RIP 實驗基本原理:
? 用抗體或表位標記物捕獲細胞核內或細胞質中內源性的RNA結合蛋白。
? 防止非特異性的RNA的結合。
? 免疫沉淀把RNA結合蛋白及其結合的RNA一起分離出來。
? 結合的RNA序列通過microarray(RIP-Chip),定量RT-PCR或 高通量測序(RIP-Seq)方法來鑒定。
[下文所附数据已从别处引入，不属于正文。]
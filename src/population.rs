//! Solutions and fixed-size populations of them.

use crate::bitstring::BitString;
use crate::rng::Rng;

/// A candidate bit-string paired with its scalar fitness.
///
/// A fitness of `0.0` denotes "unevaluated"; fitness is otherwise assigned
/// only by an [`crate::evaluator::Evaluator`].
#[derive(Clone, Debug, PartialEq)]
pub struct Solution {
    pub bits: BitString,
    pub fitness: f64,
}

impl Solution {
    pub fn new(bits: BitString) -> Self {
        Solution { bits, fitness: 0.0 }
    }
}

impl std::fmt::Display for Solution {
    fn fmt(&self, f: &mut std::fmt::Formatter<'_>) -> std::fmt::Result {
        write!(f, "{} {}", self.bits, self.fitness)
    }
}

/// A fixed-size collection of [`Solution`]s, all of the same genome length.
#[derive(Clone, Debug)]
pub struct Population {
    solutions: Vec<Solution>,
}

impl Population {
    /// An unevaluated population of `size` solutions, each a uniformly
    /// random bit-string of the given `length`.
    pub fn new(size: usize, length: usize, rng: &mut Rng) -> Self {
        let mut solutions = Vec::with_capacity(size);
        for _ in 0..size {
            let mut bits = BitString::new(length);
            for pos in 0..length {
                if rng.next_bool() {
                    bits.set(pos);
                }
            }
            solutions.push(Solution::new(bits));
        }
        Population { solutions }
    }

    /// Build a population directly from already-constructed solutions.
    /// Used by the crossover backend to assemble the offspring population.
    pub fn from_solutions(solutions: Vec<Solution>) -> Self {
        Population { solutions }
    }

    pub fn size(&self) -> usize {
        self.solutions.len()
    }

    /// Genome length shared by every solution; `0` for an empty population.
    pub fn length(&self) -> usize {
        self.solutions.first().map(|s| s.bits.len()).unwrap_or(0)
    }

    pub fn get(&self, i: usize) -> &Solution {
        &self.solutions[i]
    }

    pub fn get_mut(&mut self, i: usize) -> &mut Solution {
        &mut self.solutions[i]
    }

    pub fn iter(&self) -> std::slice::Iter<'_, Solution> {
        self.solutions.iter()
    }

    pub fn as_slice(&self) -> &[Solution] {
        &self.solutions
    }

    /// `true` when every solution shares the identical bit-string
    /// (premature convergence). Advisory only.
    pub fn converged(&self) -> bool {
        match self.solutions.first() {
            None => true,
            Some(first) => self.solutions.iter().all(|s| s.bits == first.bits),
        }
    }

    pub fn best_fitness(&self) -> f64 {
        self.solutions.iter().map(|s| s.fitness).fold(f64::NEG_INFINITY, f64::max)
    }

    pub fn mean_fitness(&self) -> f64 {
        if self.solutions.is_empty() {
            return 0.0;
        }
        let sum: f64 = self.solutions.iter().map(|s| s.fitness).sum();
        sum / self.solutions.len() as f64
    }
}

impl<'a> IntoIterator for &'a Population {
    type Item = &'a Solution;
    type IntoIter = std::slice::Iter<'a, Solution>;

    fn into_iter(self) -> Self::IntoIter {
        self.solutions.iter()
    }
}
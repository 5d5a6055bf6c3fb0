//! Linkage Tree builder: RNN-chain agglomerative clustering over problem
//! variables, producing a Family of Subsets (FOS) ordered with singletons
//! first and each later entry the union of two earlier, not-yet-merged
//! entries.

use crate::distance::DistanceMatrix;
use crate::rng::Rng;

/// A Family of Subsets, stored as a flat index pool with `(offset, len)`
/// extents per node rather than a vector-of-vectors. This matches the
/// flattened GPU wire format (see [`crate::flatten`]) and avoids one heap
/// allocation per node.
#[derive(Clone, Debug)]
pub struct Fos {
    pool: Vec<usize>,
    extents: Vec<(usize, usize)>,
}

impl Fos {
    fn with_capacity(pool_capacity: usize, node_capacity: usize) -> Self {
        Fos { pool: Vec::with_capacity(pool_capacity), extents: Vec::with_capacity(node_capacity) }
    }

    fn push(&mut self, vars: &[usize]) {
        let offset = self.pool.len();
        self.pool.extend_from_slice(vars);
        self.extents.push((offset, vars.len()));
    }

    /// Number of FOS entries.
    pub fn len(&self) -> usize {
        self.extents.len()
    }

    pub fn is_empty(&self) -> bool {
        self.extents.is_empty()
    }

    /// The variable subset at node `i`, in construction order.
    pub fn node(&self, i: usize) -> &[usize] {
        let (offset, len) = self.extents[i];
        &self.pool[offset..offset + len]
    }

    pub fn iter(&self) -> impl Iterator<Item = &[usize]> {
        (0..self.len()).map(move |i| self.node(i))
    }
}

/// Plain symmetric matrix with `get`/`set` normalizing to the lower
/// triangle, mirroring the reference clustering implementation's own
/// matrix helper.
struct SimilarityMatrix {
    data: Vec<Vec<f64>>,
}

impl SimilarityMatrix {
    fn new(size: usize) -> Self {
        SimilarityMatrix { data: (0..size).map(|i| vec![0.0; i + 1]).collect() }
    }

    fn get(&self, i: usize, j: usize) -> f64 {
        if i <= j {
            self.data[j][i]
        } else {
            self.data[i][j]
        }
    }

    fn set(&mut self, i: usize, j: usize, value: f64) {
        if i <= j {
            self.data[j][i] = value;
        } else {
            self.data[i][j] = value;
        }
    }
}

/// Find the index in `0..mpm.len()` nearest to `k` under similarity matrix
/// `s`, breaking ties in favor of the smaller subset.
fn nearest(k: usize, s: &SimilarityMatrix, mpm: &[Vec<usize>]) -> usize {
    let mut best = if k == 0 { 1 } else { 0 };
    for i in 1..mpm.len() {
        if i == k {
            continue;
        }
        let better = s.get(k, i) > s.get(k, best)
            || (s.get(k, i) == s.get(k, best) && mpm[i].len() < mpm[best].len());
        if better {
            best = i;
        }
    }
    best
}

/// Build a pure linkage tree FOS from a population's MI distance matrix.
pub fn build(distances: &DistanceMatrix, length: usize, rng: &mut Rng) -> Fos {
    match length {
        0 => return Fos::with_capacity(0, 0),
        1 => {
            let mut fos = Fos::with_capacity(1, 1);
            fos.push(&[0]);
            return fos;
        }
        2 => {
            let mut fos = Fos::with_capacity(4, 3);
            fos.push(&[0]);
            fos.push(&[1]);
            fos.push(&[0, 1]);
            return fos;
        }
        _ => {}
    }

    let order = rng.permutation(length);
    let mut mpm: Vec<Vec<usize>> = order.iter().map(|&v| vec![v]).collect();

    let mut fos = Fos::with_capacity(length * 4, 2 * length - 1);
    for group in &mpm {
        fos.push(group);
    }

    let mut sim = SimilarityMatrix::new(length);
    for i in 0..mpm.len() {
        for j in 0..mpm.len() {
            if i != j {
                sim.set(i, j, distances.get(mpm[i][0], mpm[j][0]));
            }
        }
        sim.set(i, i, 0.0);
    }

    // chain holds a stack of MPM indices; sized generously since the
    // reference implementation bounds growth defensively at `length + 1`.
    let mut chain = vec![0usize; length + 3];
    let mut end = 0usize;

    loop {
        if end == 0 {
            chain[end] = rng.below(mpm.len());
            end += 1;
        }

        while end < 3 {
            chain[end] = nearest(chain[end - 1], &sim, &mpm);
            end += 1;
        }

        while chain[end - 3] != chain[end - 1] {
            let mut next = nearest(chain[end - 1], &sim, &mpm);
            if sim.get(chain[end - 1], next) == sim.get(chain[end - 1], chain[end - 2])
                && next != chain[end - 2]
            {
                next = chain[end - 2];
            }
            chain[end] = next;
            end += 1;
            if end > length {
                break;
            }
        }

        let (r0, r1) = {
            let (a, b) = (chain[end - 2], chain[end - 1]);
            if a < b {
                (a, b)
            } else {
                (b, a)
            }
        };
        end -= 3;

        let mut merged = mpm[r0].clone();
        merged.extend_from_slice(&mpm[r1]);
        fos.push(&merged);

        let a = mpm[r0].len() as f64;
        let b = mpm[r1].len() as f64;
        let (w0, w1) = (a / (a + b), b / (a + b));

        for i in 0..mpm.len() {
            if i != r0 && i != r1 {
                let updated = w0 * sim.get(i, r0) + w1 * sim.get(i, r1);
                sim.set(i, r0, updated);
            }
        }

        mpm[r0] = merged;

        let last = mpm.len() - 1;
        if r1 < last {
            mpm[r1] = mpm[last].clone();
            for i in 0..r1 {
                let v = sim.get(i, last);
                sim.set(i, r1, v);
            }
            for i in (r1 + 1)..last {
                let v = sim.get(last, i);
                sim.set(r1, i, v);
            }
            for slot in chain.iter_mut().take(end) {
                if *slot == last {
                    *slot = r1;
                    break;
                }
            }
        }

        mpm.truncate(last);

        if mpm.len() == 1 {
            break;
        }
    }

    fos
}
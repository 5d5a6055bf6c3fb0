//! The generational driver: orchestrates frequencies -> distance -> linkage
//! tree -> crossover -> replacement, once per generation, until the
//! configured generation count is reached (or, advisorily, premature
//! convergence is observed).

use crate::distance::DistanceMatrix;
use crate::evaluator::Evaluator;
use crate::frequency::FrequencyTable;
use crate::gom::CrossoverBackend;
use crate::linkage;
use crate::population::Population;
use crate::rng::Rng;
use crate::Error;

/// Everything the driver needs to run a single optimization: the two
/// pluggable collaborators (§9) and the structural parameters of the run.
pub struct Driver {
    pub size: usize,
    pub length: usize,
    pub generations: usize,
    pub evaluator: Evaluator,
    pub backend: CrossoverBackend,
}

/// Outcome of a completed run.
pub struct RunResult {
    pub population: Population,
    pub generations_run: usize,
    pub converged: bool,
}

impl Driver {
    pub fn new(size: usize, length: usize, generations: usize, evaluator: Evaluator) -> Self {
        Driver { size, length, generations, evaluator, backend: CrossoverBackend::CpuGom }
    }

    /// Seed a population, evaluate it, then iterate the generational loop
    /// to completion.
    pub fn run(&self, rng: &mut Rng) -> Result<RunResult, Error> {
        let mut population = Population::new(self.size, self.length, rng);
        self.evaluate_all(&mut population);

        let mut generations_run = 0;
        let mut converged = false;

        for generation in 0..self.generations {
            if population.converged() {
                converged = true;
                log::debug!("generation {}: population converged, stopping early", generation);
                break;
            }

            population = self.step(&population, rng)?;
            generations_run = generation + 1;

            log::info!(
                "generation {}: best={:.3} mean={:.3}",
                generations_run,
                population.best_fitness(),
                population.mean_fitness()
            );
        }

        Ok(RunResult { population, generations_run, converged })
    }

    /// One generation: frequencies -> distance -> FOS -> crossover ->
    /// replacement. The frequency table, distance matrix, and FOS are all
    /// scoped to this call and dropped at its end.
    fn step(&self, population: &Population, rng: &mut Rng) -> Result<Population, Error> {
        let table = FrequencyTable::build(population);
        let distances = DistanceMatrix::build(&table, self.length, population.size());
        let fos = linkage::build(&distances, self.length, rng);
        self.backend.apply(population, &fos, &self.evaluator, rng)
    }

    fn evaluate_all(&self, population: &mut Population) {
        for i in 0..population.size() {
            let fitness = self.evaluator.evaluate(&population.get(i).bits);
            population.get_mut(i).fitness = fitness;
        }
    }
}

#[cfg(test)]
mod tests {
    use super::*;

    #[test]
    fn run_produces_requested_population_shape() {
        let driver = Driver::new(20, 12, 5, Evaluator::DeceptiveTrap(4));
        let mut rng = Rng::new(55);
        let result = driver.run(&mut rng).unwrap();
        assert_eq!(result.population.size(), 20);
        assert_eq!(result.population.length(), 12);
        assert!(result.generations_run <= 5);
    }

    #[test]
    fn deterministic_replay_for_fixed_seed() {
        let driver = Driver::new(16, 10, 4, Evaluator::Hiff);

        let mut rng_a = Rng::new(777);
        let result_a = driver.run(&mut rng_a).unwrap();

        let mut rng_b = Rng::new(777);
        let result_b = driver.run(&mut rng_b).unwrap();

        for i in 0..result_a.population.size() {
            assert_eq!(result_a.population.get(i).bits, result_b.population.get(i).bits);
            assert_eq!(result_a.population.get(i).fitness, result_b.population.get(i).fitness);
        }
    }

    #[test]
    fn fitness_never_decreases_across_generations() {
        let driver = Driver::new(24, 16, 6, Evaluator::DeceptiveTrap(4));
        let mut rng = Rng::new(31);
        let before_mean = {
            let mut pop = Population::new(driver.size, driver.length, &mut rng);
            driver.evaluate_all(&mut pop);
            pop.mean_fitness()
        };
        let mut rng = Rng::new(31);
        let after = driver.run(&mut rng).unwrap();
        assert!(after.population.mean_fitness() >= before_mean - 1e-9);
    }
}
延伸閱讀: 95%的人類基因組并不編碼基因,而是產生大量的非編碼RNA,真正編碼蛋白質的基因只占人類總基因組的約2%。這些非編碼RNA在生命的生長發育的各個階段都發揮著重要的調節作用,與艾滋病、白血病、糖尿病、畸形等多種病變密切相關,并且參與著干細胞和表觀遺傳學調控。而RNA-蛋白復合物驅動了幾乎所有細胞過程的基因表達的轉錄后調控,包括剪接(splicing)、出核轉運(nuclear export)、mRNA 穩定性以及蛋白轉譯過程,因此,對基因調控的了解就有賴于確定這些過程中RNA的結合的變化。因此,RNA研究也被越來越多的科學家重視起來,目前已經成為生命科學研究中一個炙手可熱的領域,而RIP技術也逐漸成為RNA研究領域的一項常規方法,幫助我們了解越來越受關注的轉錄后調控網絡。